§ Problem
Return the lines of the data below exactly. Start at the first and end with the line containing "const DEFAULT_SEARCH_FILTER: &str".

Saved entries:
•••
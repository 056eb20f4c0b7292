//! Configuration manager for autha-directory.

use std::fs::File;
use std::path::Path;
use std::time::Duration;

use serde::Deserialize;

use crate::credentials::Secret;
use crate::error::{Error, Result};
use crate::search::is_well_formed;

pub const DEFAULT_CONFIG_PATH: &str = "config.yaml";
const DEFAULT_PORT: u16 = 389;
const DEFAULT_SEARCH_FILTER: &str = "(uid=%s)";
/// Placeholder replaced by a login in filters and bind DNs.
pub const PLACEHOLDER: &str = "%s";

/// Every configured directory server.
#[derive(Debug, Default, Clone, PartialEq, Deserialize)]
pub struct Configuration {
    #[serde(default)]
    pub servers: Vec<ServerConfig>,
}

/// Transport security of a directory session.
#[derive(Debug, Default, Clone, Copy, PartialEq, Eq, Deserialize)]
#[serde(rename_all = "kebab-case")]
pub enum TlsMode {
    /// Plain `ldap://`.
    #[default]
    None,
    /// `ldaps://`, TLS from the first byte.
    Implicit,
    /// `ldap://` upgraded with the StartTLS extended operation.
    StartTls,
}

/// Connection and lookup facts of one directory server.
#[derive(Debug, Clone, PartialEq, Deserialize)]
#[serde(default)]
pub struct ServerConfig {
    /// Space-separated hosts, tried in order.
    pub host: String,
    pub port: u16,
    pub tls: TlsMode,
    #[serde(alias = "ssl_skip_verify")]
    pub skip_verify: bool,
    /// Space-separated PEM files trusted as root authorities.
    pub root_ca_cert: String,
    pub client_cert: String,
    pub client_key: String,
    /// Admin DN, or a `%s` template for single bind.
    pub bind_dn: String,
    pub bind_password: Secret,
    /// Connect timeout in seconds.
    pub timeout: Option<u64>,

    pub search_filter: String,
    pub search_base_dns: Vec<String>,

    pub group_search_filter: String,
    pub group_search_filter_user_attribute: String,
    pub group_search_base_dns: Vec<String>,

    pub attributes: AttributeMap,
}

impl Default for ServerConfig {
    fn default() -> Self {
        Self {
            host: String::default(),
            port: DEFAULT_PORT,
            tls: TlsMode::default(),
            skip_verify: false,
            root_ca_cert: String::default(),
            client_cert: String::default(),
            client_key: String::default(),
            bind_dn: String::default(),
            bind_password: Secret::default(),
            timeout: None,
            search_filter: DEFAULT_SEARCH_FILTER.to_owned(),
            search_base_dns: Vec::new(),
            group_search_filter: String::default(),
            group_search_filter_user_attribute: String::default(),
            group_search_base_dns: Vec::new(),
            attributes: AttributeMap::default(),
        }
    }
}

/// Directory attribute read for each user field.
///
/// An empty name disables the field: it is neither requested nor extracted.
#[derive(Debug, Clone, PartialEq, Eq, Deserialize)]
#[serde(default)]
pub struct AttributeMap {
    pub username: String,
    pub name: String,
    pub surname: String,
    pub email: String,
    pub member_of: String,
}

impl Default for AttributeMap {
    fn default() -> Self {
        Self {
            username: "uid".into(),
            name: "givenName".into(),
            surname: "sn".into(),
            email: "mail".into(),
            member_of: "memberOf".into(),
        }
    }
}

impl Configuration {
    /// Reads the `config.yaml` file from the specified path or the default
    /// location.
    ///
    /// A missing file yields an empty configuration.
    pub fn read(path: Option<&Path>) -> Result<Self> {
        let file_path = path.unwrap_or_else(|| Path::new(DEFAULT_CONFIG_PATH));

        let config: Configuration = match File::open(file_path) {
            Ok(file) => serde_yaml::from_reader(file)?,
            Err(err) => {
                tracing::error!(error = %err, path = %file_path.display(), "configuration file not found");
                return Ok(Self::default());
            },
        };

        config.validate()?;
        Ok(config)
    }

    /// Parse a configuration from a YAML string.
    pub fn from_yaml(yaml: &str) -> Result<Self> {
        let config: Configuration = serde_yaml::from_str(yaml)?;
        config.validate()?;
        Ok(config)
    }

    fn validate(&self) -> Result<()> {
        self.servers.iter().try_for_each(ServerConfig::validate)
    }
}

impl ServerConfig {
    /// Hosts in failover order, IPv6 brackets removed.
    pub fn hosts(&self) -> impl Iterator<Item = &str> {
        self.host
            .split_whitespace()
            .map(|host| host.trim_start_matches('[').trim_end_matches(']'))
    }

    pub fn conn_timeout(&self) -> Option<Duration> {
        self.timeout.map(Duration::from_secs)
    }

    /// Check the server is usable before dialing it.
    pub fn validate(&self) -> Result<()> {
        if self.hosts().next().is_none() {
            return Err(Error::Config("`host` must list at least one server".into()));
        }

        if !self.search_filter.contains(PLACEHOLDER) {
            return Err(Error::Config(format!(
                "`search_filter` must contain `{PLACEHOLDER}`"
            )));
        }

        if !is_well_formed(&self.search_filter) {
            return Err(Error::Config(format!(
                "malformed `search_filter` {}",
                self.search_filter
            )));
        }

        if !self.group_search_filter.is_empty()
            && !is_well_formed(&self.group_search_filter)
        {
            return Err(Error::Config(format!(
                "malformed `group_search_filter` {}",
                self.group_search_filter
            )));
        }

        if self.search_base_dns.is_empty() {
            return Err(Error::Config("`search_base_dns` is empty".into()));
        }

        if self.client_cert.is_empty() != self.client_key.is_empty() {
            return Err(Error::Config(
                "both `client_cert` and `client_key` must be set".into(),
            ));
        }

        Ok(())
    }
}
•••
§ Task answer
repository 056eb20f4c0b7292
//! Configuration manager for autha-directory.

use std::fs::File;
use std::path::Path;
use std::time::Duration;

use serde::Deserialize;

use crate::credentials::Secret;
use crate::error::{Error, Result};
use crate::search::is_well_formed;

pub const DEFAULT_CONFIG_PATH: &str = "config.yaml";
const DEFAULT_PORT: u16 = 389;
const DEFAULT_SEARCH_FILTER: &str = "(uid=%s)";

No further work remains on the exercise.